La Cathédrale principale des Forces armées russes, étonnant objet qui trône au milieu du Parc patriote dans la région de Moscou, procède d’une combinaison inattendue de doctrines : on peut y voir la démonstration d’un syncrétisme singulier, qui mêle religion orthodoxe, patriotisme et militarisme mais fusionne également histoires russe et soviétique.

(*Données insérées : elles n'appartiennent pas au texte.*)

//! The readiness primitive: a thin, direct wrapper around Linux `epoll`.
//!
//! Everything above this module — selectors, channels, write queues — treats
//! [`Epoll`] as the "OS-level multiplexed readiness facility" and knows
//! nothing about `epoll_ctl`/`epoll_wait` directly.

use std::fmt;
use std::io;
use std::os::unix::io::{AsRawFd, RawFd};
use std::sync::atomic::{AtomicUsize, Ordering};
use std::time::Duration;

use crate::sys;

pub use event::{Event, Events, IntoIter, Iter};
pub use opt::EpollOpt;
pub use ready::Ready;
pub use source::Source;
pub use token::Token;

mod event;
mod opt;
mod ready;
mod source;
mod token;

/// A registered set of readiness-interested file descriptors.
///
/// `Epoll` is `Send + Sync`: one selector thread owns it and calls [`wait`],
/// while producer threads call [`add`]/[`modify`]/[`delete`] (through a
/// [`Source`] such as the cross-thread [`Waker`](crate::waker::Waker)) or
/// trigger a wake-up from elsewhere.
///
/// [`wait`]: Epoll::wait
/// [`add`]: Epoll::add
/// [`modify`]: Epoll::modify
/// [`delete`]: Epoll::delete
pub struct Epoll(pub(crate) sys::Epoll);

impl Epoll {
    pub fn new() -> io::Result<Epoll> {
        is_send::<Epoll>();
        is_sync::<Epoll>();

        Ok(Epoll(sys::Epoll::new()?))
    }

    pub fn wait(&self, events: &mut Events, timeout: Option<Duration>) -> io::Result<usize> {
        self.0.wait(&mut events.inner, timeout)?;
        Ok(events.len())
    }

    pub fn add<S>(&self, source: &S, token: Token, interest: Ready, opts: EpollOpt) -> io::Result<()>
    where
        S: Source + ?Sized,
    {
        validate_args(token, interest)?;

        source.add(self, token, interest, opts)?;
        log::trace!("registered {:?} with token {:?}", interest, token);

        Ok(())
    }

    pub fn modify<S>(&self, source: &S, token: Token, interest: Ready, opts: EpollOpt) -> io::Result<()>
    where
        S: Source + ?Sized,
    {
        validate_args(token, interest)?;

        source.modify(self, token, interest, opts)?;
        log::trace!("modified interest for token {:?} to {:?}", token, interest);

        Ok(())
    }

    pub fn delete<S>(&self, source: &S) -> io::Result<()>
    where
        S: Source + ?Sized,
    {
        source.delete(self)?;
        log::trace!("deregistered source from poller");

        Ok(())
    }

    /// Closes the underlying fd immediately so any thread currently blocked
    /// in [`wait`](Epoll::wait) on it fails with an I/O error.
    pub fn force_close(&self) {
        self.0.force_close()
    }
}

impl AsRawFd for Epoll {
    fn as_raw_fd(&self) -> RawFd {
        self.0.as_raw_fd()
    }
}

impl fmt::Debug for Epoll {
    fn fmt(&self, fmt: &mut fmt::Formatter) -> fmt::Result {
        write!(fmt, "Epoll")
    }
}

fn validate_args(_token: Token, interest: Ready) -> io::Result<()> {
    if !interest.is_readable() && !interest.is_writable() {
        return Err(io::Error::new(
            io::ErrorKind::InvalidInput,
            "interest must include readable or writable",
        ));
    }

    Ok(())
}

fn is_send<T: Send>() {}
fn is_sync<T: Sync>() {}

/// Guards a socket against being registered with more than one `Epoll` at a
/// time (the "a channel appears in at most one selector's registered set"
/// invariant, enforced at the readiness-primitive boundary rather than only
/// at the channel layer).
#[derive(Debug, Default)]
pub struct SelectorId {
    id: AtomicUsize,
}

impl SelectorId {
    pub fn new() -> SelectorId {
        SelectorId { id: AtomicUsize::new(0) }
    }

    pub fn associate_selector(&self, epoll: &Epoll) -> io::Result<()> {
        let selector_id = self.id.load(Ordering::SeqCst);

        if selector_id != 0 && selector_id != epoll.0.id() {
            Err(io::Error::new(
                io::ErrorKind::Other,
                "socket already registered with a different selector",
            ))
        } else {
            self.id.store(epoll.0.id(), Ordering::SeqCst);
            Ok(())
        }
    }
}

impl Clone for SelectorId {
    fn clone(&self) -> SelectorId {
        SelectorId {
            id: AtomicUsize::new(self.id.load(Ordering::SeqCst)),
        }
    }
}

La Cathédrale principale des Forces armées russesDédiée au 75ème anniversaire de la victoire dans la Grande Guerre patriotique (1941-1945) mais également aux « hauts faits militaires du peuple russe dans toutes les guerres » la Cathédrale principale des Forces armées russes (Cathédrale de la résurrection du Christ) a été érigée à une soixantaine de kilomètres de Moscou, au sein du Parc patriotique de la culture et des loisirs des Forces armées de la Fédération de Russie, communément appelé Parc Patriote. Voulue par le ministre de la Défense Sergueï Choïgou qui en a porté le projet, la Cathédrale a été construite en moins de 600 jours et financée par des dons et des fonds publics attribués par l’État et par l’oblast de Moscou.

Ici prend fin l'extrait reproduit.